Estoy tratando de leer. Me has salvado, hijo.
¿De qué?, pregunto, aunque sé que cuando se manifiesta algo tan general y tan vago es inútil preguntar.
De volverme rematadamente loco, de morir aquí dentro, de no pensar en ninguna de las cosas hermosas que hay en el mundo.
Estoy leyendo la historia de Carlomagno, dice, un hombre que vivió y murió, como me ocurrirá a mí, a ti y a todos. Es inútil tener miedo.
Entonces salgamos de aquí.
Quiero que domines el laberinto. Fíjate bien en lo que hacemos. No es tan difícil como piensas.
Le sirvo el estofado y le pongo la copa de vino, que mira con ostensible recelo.
¿No te dije que tiraras la botella?, dice.
Se me olvidó, digo poniéndome yo también una copa y mostrándole la botella vacía.
Hay que escuchar con atención. Si te digo que hay que tirar la botella tal vez sea porque yo sé que hay que tirar la botella.
Me habla con los codos apoyados en la mesa y el torso echado hacia delante. Indaga en mis ojos como queriendo comprobar que no soy estúpido.
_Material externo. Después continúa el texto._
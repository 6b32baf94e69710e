//! Command-line interface definitions and parsing
//!
//! This module defines the CLI structure for phototag using the `clap`
//! crate. The CLI is one of the thin adapter layers over the shared
//! core; it holds no gallery logic of its own.
//!
//! # Commands
//!
//! - **list**: list images in a folder with their tags, with optional
//!   tag filtering and sorting
//! - **tag**: write tag text to one or more images
//! - **refresh**: re-read metadata for stale files and update the cache
//! - **export**: run a folder's export rules
//! - **tags**: list the distinct tags used in a folder
//! - **config**: manage application settings
//!
//! A global `--quiet` flag trims output down to bare results for
//! scripting.

use crate::sort::SortBy;
use clap::{Parser, Subcommand};
use std::path::PathBuf;

/// Browse, tag, and export image folders through file metadata
#[derive(Parser, Debug)]
#[command(name = "phototag", version, about)]
pub struct Cli {
    /// Suppress informational output (useful for scripting)
    #[arg(short, long, global = true)]
    pub quiet: bool,

    #[command(subcommand)]
    pub command: Commands,
}

#[derive(Subcommand, Debug)]
pub enum Commands {
    /// List images in a folder with their tags
    #[command(visible_alias = "ls")]
    List {
        /// Folder to list (defaults to the configured folder)
        folder: Option<PathBuf>,

        /// Descend into subdirectories
        #[arg(short, long)]
        recursive: bool,

        /// Tag query: "cats,dogs" (AND), "| cats,dogs" (OR)
        #[arg(short, long, value_name = "QUERY", default_value = "")]
        search: String,

        /// Sort criterion (enumeration order when omitted)
        #[arg(long, value_enum)]
        sort: Option<SortBy>,

        /// Reverse the sort direction
        #[arg(short, long)]
        descending: bool,
    },

    /// Write tag text to one or more images
    #[command(visible_alias = "t")]
    Tag {
        /// Images to tag
        #[arg(required = true)]
        files: Vec<PathBuf>,

        /// Tag text to write (comma-separated)
        #[arg(short, long, value_name = "TEXT")]
        tags: String,

        /// Replace the existing tag string instead of appending
        #[arg(long)]
        replace: bool,
    },

    /// Re-read metadata for modified files and update the cache
    Refresh {
        /// Folder to refresh (defaults to the configured folder)
        folder: Option<PathBuf>,

        /// Descend into subdirectories
        #[arg(short, long)]
        recursive: bool,

        /// Re-read every file regardless of freshness
        #[arg(long)]
        full: bool,
    },

    /// Run a folder's export rules
    #[command(visible_alias = "x")]
    Export {
        /// Folder whose rules to run (defaults to the configured folder)
        folder: Option<PathBuf>,

        /// Descend into subdirectories
        #[arg(short, long)]
        recursive: bool,
    },

    /// List the distinct tags used in a folder
    Tags {
        /// Folder to scan (defaults to the configured folder)
        folder: Option<PathBuf>,

        /// Descend into subdirectories
        #[arg(short, long)]
        recursive: bool,
    },

    /// Manage application settings
    Config {
        #[command(subcommand)]
        command: ConfigCommands,
    },
}

/// Configuration management subcommands
#[derive(Subcommand, Debug, Clone)]
pub enum ConfigCommands {
    /// Set a configuration value
    Set {
        /// Configuration key=value (e.g. quiet=true)
        #[arg(value_name = "KEY=VALUE")]
        setting: String,
    },

    /// Get a configuration value
    Get {
        /// Configuration key to retrieve (quiet, default_folder)
        #[arg(value_name = "KEY")]
        key: String,
    },
}

impl Cli {
    #[must_use]
    pub fn parse_args() -> Self {
        Self::parse()
    }
}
Es convincente.
¿Por qué no se queda contigo Yu? ¿No te quiere?
Creo que sí me quiere, digo pensando en sus besos, en su excitación, en su entrega total al placer, en esos momentos en que me dice haz conmigo lo que quieras, lo que quieras, lo que quieras.
Pero al mismo tiempo, digo, no quiere tener que trabajar aquí en España. Su marido es rico. En Taiwan tiene una casa impresionante con una enorme jaula llena de pájaros, un estanque con toda clase de peces y criados.
Entonces es comprensible, dice. No tiene nada que ver una cosa con otra. En igualdad de condiciones con su marido, ella se quedaría contigo.
Mira, hay que luchar contra la costumbre. ¿Sabes a qué se debe la mayoría de los accidentes de ferrocarril, aéreos, de coche? A la rutina. La rutina anula la atención. Lo difícil parece fácil. El descuido, la distracción nacen de la confianza excesiva. En cuanto me relaje, darán conmigo. No hay duda de que lo harán porque me apetece estar como tú, distraído. Así que, a ver, dime que me escucharás con atención.
Asiento preocupado, expectante.
Tengo un tesoro, dice. Ésa es la raíz de mis problemas.
Lo sé, te parece increíble, dice. Pero puedo asegurarte que no soy el único. La mayoría lo tiene en cajas de seguridad, en cajas fuertes, en inmuebles, en bonos, en acciones. El mundo está repleto de personas que poseen tesoros, y el mundo está lleno de tesoros. ¿Qué idea tienes tú de lo que es un tesoro?
Cofres rebosantes de joyas y maletines llenos de dinero.
Eres un romántico.
Es la cuarta persona que me lo dice, el primer hombre en este caso.
¿Qué idea tiene usted de lo que es ser romántico?, pregunto.
Alguien que piensa que los tesoros hay que ir a buscarlos a lugares remotos y que tienen que brillar. Y que el amor sólo tiene que ver con lo que se siente y no con lo que se piensa ni con lo que se desea.
Me coge el brazo con la mano: ¿Tienes buena memoria?
Creo que normal, digo.
Escúchame bien. Quiero que memorices una clave, ¿podrás? —y pienso que es la segunda persona, tras Eduardo, que me hace depositario de algo que ha de ser guardado—. Si me sucediese algo, si se cumpliesen mis temores, lo que no es tan descabellado como crees, dirígete a este banco de Ginebra, ¿de acuerdo?
De acuerdo, digo. Podríamos pasar la tarde jugando a las cartas y viendo la televisión, hablando.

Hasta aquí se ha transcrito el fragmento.